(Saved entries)
########################################
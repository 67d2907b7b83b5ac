//! Outcome classification of supervisor output.
//!
//! Rules are checked in order against stdout and the first match wins:
//!
//! | stdout contains             | outcome   | runtime                       |
//! |-----------------------------|-----------|-------------------------------|
//! | `Maximum CPU time exceeded` | `TIMEOUT` | requested cutoff, verbatim    |
//! | `UNSATISFIABLE`             | `UNSAT`   | `CPU time (s):` line          |
//! | `SATISFIABLE`               | `SAT`     | `CPU time (s):` line          |
//! | anything else               | `CRASHED` | measured wall-clock seconds   |
//!
//! `UNSATISFIABLE` contains `SATISFIABLE`, so the order matters.

use std::fmt;
use std::time::Duration;

use satwrap_common::HarnessError;
use tracing::warn;

use crate::request::CutoffTime;

const TIMEOUT_MARKER: &str = "Maximum CPU time exceeded";
const UNSAT_MARKER: &str = "UNSATISFIABLE";
const SAT_MARKER: &str = "SATISFIABLE";
const CPU_TIME_MARKER: &str = "CPU time (s):";

/// Result category reported to the configurator.
#[derive(Debug, Clone, Copy, PartialEq, Eq)]
pub enum Outcome {
    Sat,
    Unsat,
    Timeout,
    Crashed,
}

impl Outcome {
    /// Protocol tag.
    pub const fn as_str(self) -> &'static str {
        match self {
            Self::Sat => "SAT",
            Self::Unsat => "UNSAT",
            Self::Timeout => "TIMEOUT",
            Self::Crashed => "CRASHED",
        }
    }
}

impl fmt::Display for Outcome {
    fn fmt(&self, f: &mut fmt::Formatter<'_>) -> fmt::Result {
        f.write_str(self.as_str())
    }
}

/// Runtime field of the result line.
#[derive(Debug, Clone, PartialEq)]
pub enum Runtime {
    /// The requested cutoff, echoed as given.
    Cutoff(String),
    /// CPU seconds reported by the supervisor.
    Reported(f64),
    /// Wall-clock time measured by the wrapper.
    Measured(Duration),
    /// The expected `CPU time (s):` line was absent or malformed.
    Missing,
}

impl fmt::Display for Runtime {
    fn fmt(&self, f: &mut fmt::Formatter<'_>) -> fmt::Result {
        match self {
            Self::Cutoff(raw) => f.write_str(raw),
            Self::Reported(seconds) => f.write_str(&format_seconds(*seconds)),
            Self::Measured(elapsed) => f.write_str(&format_seconds(elapsed.as_secs_f64())),
            Self::Missing => Ok(()),
        }
    }
}

/// Outcome and runtime of one invocation.
#[derive(Debug, Clone, PartialEq)]
pub struct Classification {
    pub outcome: Outcome,
    pub runtime: Runtime,
}

/// Classify supervisor stdout.
///
/// `elapsed` is only used for `CRASHED`. A missing CPU time line is logged
/// as an output parse anomaly and yields [`Runtime::Missing`].
pub fn classify(stdout: &str, cutoff: &CutoffTime, elapsed: Duration) -> Classification {
    let (outcome, runtime) = if stdout.contains(TIMEOUT_MARKER) {
        (Outcome::Timeout, Runtime::Cutoff(cutoff.as_str().to_string()))
    } else if stdout.contains(UNSAT_MARKER) {
        (Outcome::Unsat, reported_runtime(stdout))
    } else if stdout.contains(SAT_MARKER) {
        (Outcome::Sat, reported_runtime(stdout))
    } else {
        (Outcome::Crashed, Runtime::Measured(elapsed))
    };

    Classification { outcome, runtime }
}

fn reported_runtime(stdout: &str) -> Runtime {
    match parse_cpu_time(stdout) {
        Ok(seconds) => Runtime::Reported(seconds),
        Err(anomaly) => {
            warn!(error = %anomaly, "Reporting empty runtime");
            Runtime::Missing
        }
    }
}

/// Extract the seconds from the first `CPU time (s):` line.
///
/// The line is split on `:` and the second piece, with spaces removed, is
/// parsed as a float.
pub fn parse_cpu_time(stdout: &str) -> Result<f64, HarnessError> {
    let line = stdout
        .lines()
        .find(|line| line.contains(CPU_TIME_MARKER))
        .ok_or_else(|| {
            HarnessError::output_parse_anomaly(format!("no '{CPU_TIME_MARKER}' line in output"))
        })?;

    let value: String = line
        .split(':')
        .nth(1)
        .unwrap_or_default()
        .chars()
        .filter(|c| *c != ' ')
        .collect();

    value.trim().parse::<f64>().map_err(|_| {
        HarnessError::output_parse_anomaly(format!("unparsable CPU time in line '{line}'"))
    })
}

/// Render seconds as the shortest text that reads back to the same value.
///
/// Integral values keep a `.0` suffix (`3.0`). Magnitudes below `1e-4` or
/// from `1e16` up switch to exponent form with no zero padding, so one
/// microsecond prints as `1e-6` where older wrappers printed `1e-06`.
pub fn format_seconds(seconds: f64) -> String {
    format!("{seconds:?}")
}

#[cfg(test)]
mod tests {
    use super::*;

    fn cutoff(raw: &str) -> CutoffTime {
        raw.parse().unwrap()
    }

    fn run(stdout: &str) -> Classification {
        classify(stdout, &cutoff("60"), Duration::from_millis(1500))
    }

    #[test]
    fn test_timeout_uses_cutoff_verbatim() {
        let result = classify(
            "solving...\nMaximum CPU time exceeded: sending SIGTERM\nCPU time (s): 60.01\n",
            &cutoff("60.0"),
            Duration::from_secs(61),
        );

        assert_eq!(result.outcome, Outcome::Timeout);
        assert_eq!(result.runtime.to_string(), "60.0");
    }

    #[test]
    fn test_timeout_wins_over_sat_markers() {
        let result = run("s SATISFIABLE\nMaximum CPU time exceeded\n");
        assert_eq!(result.outcome, Outcome::Timeout);
    }

    #[test]
    fn test_unsat() {
        let result = run("UNSATISFIABLE\nCPU time (s): 12.5\n");

        assert_eq!(result.outcome, Outcome::Unsat);
        assert_eq!(result.runtime, Runtime::Reported(12.5));
        assert_eq!(result.runtime.to_string(), "12.5");
    }

    #[test]
    fn test_sat() {
        let result = run("SATISFIABLE\nCPU time (s): 3.0\n");

        assert_eq!(result.outcome, Outcome::Sat);
        assert_eq!(result.runtime.to_string(), "3.0");
    }

    #[test]
    fn test_first_cpu_time_line_wins() {
        let result = run("s SATISFIABLE\nCPU time (s): 1.25\nCPU time (s): 9.0\n");
        assert_eq!(result.runtime, Runtime::Reported(1.25));
    }

    #[test]
    fn test_missing_cpu_time_line() {
        let result = run("s UNSATISFIABLE\n");

        assert_eq!(result.outcome, Outcome::Unsat);
        assert_eq!(result.runtime, Runtime::Missing);
        assert_eq!(result.runtime.to_string(), "");
    }

    #[test]
    fn test_unparsable_cpu_time_line() {
        let result = run("SATISFIABLE\nCPU time (s): n/a\n");
        assert_eq!(result.runtime, Runtime::Missing);
    }

    #[test]
    fn test_empty_output_is_crashed() {
        let result = run("");

        assert_eq!(result.outcome, Outcome::Crashed);
        assert_eq!(result.runtime, Runtime::Measured(Duration::from_millis(1500)));
        assert_eq!(result.runtime.to_string(), "1.5");
    }

    #[test]
    fn test_unrecognized_output_is_crashed() {
        let result = run("Segmentation fault\nCPU time (s): 0.2\n");
        assert_eq!(result.outcome, Outcome::Crashed);
    }

    #[test]
    fn test_parse_cpu_time_tolerates_spacing() {
        assert_eq!(parse_cpu_time("CPU time (s):    7.75\r\n").unwrap(), 7.75);
        assert!(parse_cpu_time("nothing here").is_err());
    }

    #[test]
    fn test_format_seconds() {
        assert_eq!(format_seconds(3.0), "3.0");
        assert_eq!(format_seconds(12.5), "12.5");
        assert_eq!(format_seconds(0.1), "0.1");
    }

    #[test]
    fn test_format_seconds_exponent_form() {
        assert_eq!(format_seconds(0.0001), "0.0001");
        assert_eq!(format_seconds(0.000_001), "1e-6");
        assert_eq!(format_seconds(1e16), "1e16");
    }
}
########################################
Your goal: Would you return the entries exactly as they stand?

Solution for this exercise:
repository 67d2907b7b83b5ac
//! Outcome classification of supervisor output.
//!
//! Rules are checked in order against stdout and the first match wins:
//!
//! | stdout contains             | outcome   | runtime                       |
//! |-----------------------------|-----------|-------------------------------|
//! | `Maximum CPU time exceeded` | `TIMEOUT` | requested cutoff, verbatim    |
//! | `UNSATISFIABLE`             | `UNSAT`   | `CPU time (s):` line          |
//! | `SATISFIABLE`               | `SAT`     | `CPU time (s):` line          |
//! | anything else               | `CRASHED` | measured wall-clock seconds   |
//!
//! `UNSATISFIABLE` contains `SATISFIABLE`, so the order matters.

use std::fmt;
use std::time::Duration;

use satwrap_common::HarnessError;
use tracing::warn;

use crate::request::CutoffTime;

const TIMEOUT_MARKER: &str = "Maximum CPU time exceeded";
const UNSAT_MARKER: &str = "UNSATISFIABLE";
const SAT_MARKER: &str = "SATISFIABLE";
const CPU_TIME_MARKER: &str = "CPU time (s):";

/// Result category reported to the configurator.
#[derive(Debug, Clone, Copy, PartialEq, Eq)]
pub enum Outcome {
    Sat,
    Unsat,
    Timeout,
    Crashed,
}

impl Outcome {
    /// Protocol tag.
    pub const fn as_str(self) -> &'static str {
        match self {
            Self::Sat => "SAT",
            Self::Unsat => "UNSAT",
            Self::Timeout => "TIMEOUT",
            Self::Crashed => "CRASHED",
        }
    }
}

impl fmt::Display for Outcome {
    fn fmt(&self, f: &mut fmt::Formatter<'_>) -> fmt::Result {
        f.write_str(self.as_str())
    }
}

/// Runtime field of the result line.
#[derive(Debug, Clone, PartialEq)]
pub enum Runtime {
    /// The requested cutoff, echoed as given.
    Cutoff(String),
    /// CPU seconds reported by the supervisor.
    Reported(f64),
    /// Wall-clock time measured by the wrapper.
    Measured(Duration),
    /// The expected `CPU time (s):` line was absent or malformed.
    Missing,
}

impl fmt::Display for Runtime {
    fn fmt(&self, f: &mut fmt::Formatter<'_>) -> fmt::Result {
        match self {
            Self::Cutoff(raw) => f.write_str(raw),
            Self::Reported(seconds) => f.write_str(&format_seconds(*seconds)),
            Self::Measured(elapsed) => f.write_str(&format_seconds(elapsed.as_secs_f64())),
            Self::Missing => Ok(()),
        }
    }
}

/// Outcome and runtime of one invocation.
#[derive(Debug, Clone, PartialEq)]
pub struct Classification {
    pub outcome: Outcome,
    pub runtime: Runtime,
}

/// Classify supervisor stdout.
///
/// `elapsed` is only used for `CRASHED`. A missing CPU time line is logged
/// as an output parse anomaly and yields [`Runtime::Missing`].
pub fn classify(stdout: &str, cutoff: &CutoffTime, elapsed: Duration) -> Classification {
    let (outcome, runtime) = if stdout.contains(TIMEOUT_MARKER) {
        (Outcome::Timeout, Runtime::Cutoff(cutoff.as_str().to_string()))
    } else if stdout.contains(UNSAT_MARKER) {
        (Outcome::Unsat, reported_runtime(stdout))
    } else if stdout.contains(SAT_MARKER) {
        (Outcome::Sat, reported_runtime(stdout))
    } else {
        (Outcome::Crashed, Runtime::Measured(elapsed))
    };

    Classification { outcome, runtime }
}

fn reported_runtime(stdout: &str) -> Runtime {
    match parse_cpu_time(stdout) {
        Ok(seconds) => Runtime::Reported(seconds),
        Err(anomaly) => {
            warn!(error = %anomaly, "Reporting empty runtime");
            Runtime::Missing
        }
    }
}

/// Extract the seconds from the first `CPU time (s):` line.
///
/// The line is split on `:` and the second piece, with spaces removed, is
/// parsed as a float.
pub fn parse_cpu_time(stdout: &str) -> Result<f64, HarnessError> {
    let line = stdout
        .lines()
        .find(|line| line.contains(CPU_TIME_MARKER))
        .ok_or_else(|| {
            HarnessError::output_parse_anomaly(format!("no '{CPU_TIME_MARKER}' line in output"))
        })?;

    let value: String = line
        .split(':')
        .nth(1)
        .unwrap_or_default()
        .chars()
        .filter(|c| *c != ' ')
        .collect();

    value.trim().parse::<f64>().map_err(|_| {
        HarnessError::output_parse_anomaly(format!("unparsable CPU time in line '{line}'"))
    })
}

/// Render seconds as the shortest text that reads back to the same value.
///
/// Integral values keep a `.0` suffix (`3.0`). Magnitudes below `1e-4` or
/// from `1e16` up switch to exponent form with no zero padding, so one
/// microsecond prints as `1e-6` where older wrappers printed `1e-06`.
pub fn format_seconds(seconds: f64) -> String {
    format!("{seconds:?}")
}

#[cfg(test)]
mod tests {
    use super::*;

    fn cutoff(raw: &str) -> CutoffTime {
        raw.parse().unwrap()
    }

    fn run(stdout: &str) -> Classification {
        classify(stdout, &cutoff("60"), Duration::from_millis(1500))
    }

    #[test]
    fn test_timeout_uses_cutoff_verbatim() {
        let result = classify(
            "solving...\nMaximum CPU time exceeded: sending SIGTERM\nCPU time (s): 60.01\n",
            &cutoff("60.0"),
            Duration::from_secs(61),
        );

        assert_eq!(result.outcome, Outcome::Timeout);
        assert_eq!(result.runtime.to_string(), "60.0");
    }

    #[test]
    fn test_timeout_wins_over_sat_markers() {
        let result = run("s SATISFIABLE\nMaximum CPU time exceeded\n");
        assert_eq!(result.outcome, Outcome::Timeout);
    }

    #[test]
    fn test_unsat() {
        let result = run("UNSATISFIABLE\nCPU time (s): 12.5\n");

        assert_eq!(result.outcome, Outcome::Unsat);
        assert_eq!(result.runtime, Runtime::Reported(12.5));
        assert_eq!(result.runtime.to_string(), "12.5");
    }

    #[test]
    fn test_sat() {
        let result = run("SATISFIABLE\nCPU time (s): 3.0\n");

        assert_eq!(result.outcome, Outcome::Sat);
        assert_eq!(result.runtime.to_string(), "3.0");
    }

    #[test]
    fn test_first_cpu_time_line_wins() {
        let result = run("s SATISFIABLE\nCPU time (s): 1.25\nCPU time (s): 9.0\n");
        assert_eq!(result.runtime, Runtime::Reported(1.25));
    }

    #[test]
    fn test_missing_cpu_time_line() {
        let result = run("s UNSATISFIABLE\n");

        assert_eq!(result.outcome, Outcome::Unsat);
        assert_eq!(result.runtime, Runtime::Missing);
        assert_eq!(result.runtime.to_string(), "");
    }

    #[test]
    fn test_unparsable_cpu_time_line() {
        let result = run("SATISFIABLE\nCPU time (s): n/a\n");
        assert_eq!(result.runtime, Runtime::Missing);
    }

    #[test]
    fn test_empty_output_is_crashed() {
        let result = run("");

        assert_eq!(result.outcome, Outcome::Crashed);
        assert_eq!(result.runtime, Runtime::Measured(Duration::from_millis(1500)));
        assert_eq!(result.runtime.to_string(), "1.5");
    }

    #[test]
    fn test_unrecognized_output_is_crashed() {
        let result = run("Segmentation fault\nCPU time (s): 0.2\n");
        assert_eq!(result.outcome, Outcome::Crashed);
    }

    #[test]
    fn test_parse_cpu_time_tolerates_spacing() {
        assert_eq!(parse_cpu_time("CPU time (s):    7.75\r\n").unwrap(), 7.75);
        assert!(parse_cpu_time("nothing here").is_err());
    }

    #[test]
    fn test_format_seconds() {
        assert_eq!(format_seconds(3.0), "3.0");
        assert_eq!(format_seconds(12.5), "12.5");
        assert_eq!(format_seconds(0.1), "0.1");
    }

    #[test]
    fn test_format_seconds_exponent_form() {
        assert_eq!(format_seconds(0.0001), "0.0001");
        assert_eq!(format_seconds(0.000_001), "1e-6");
        assert_eq!(format_seconds(1e16), "1e16");
    }
}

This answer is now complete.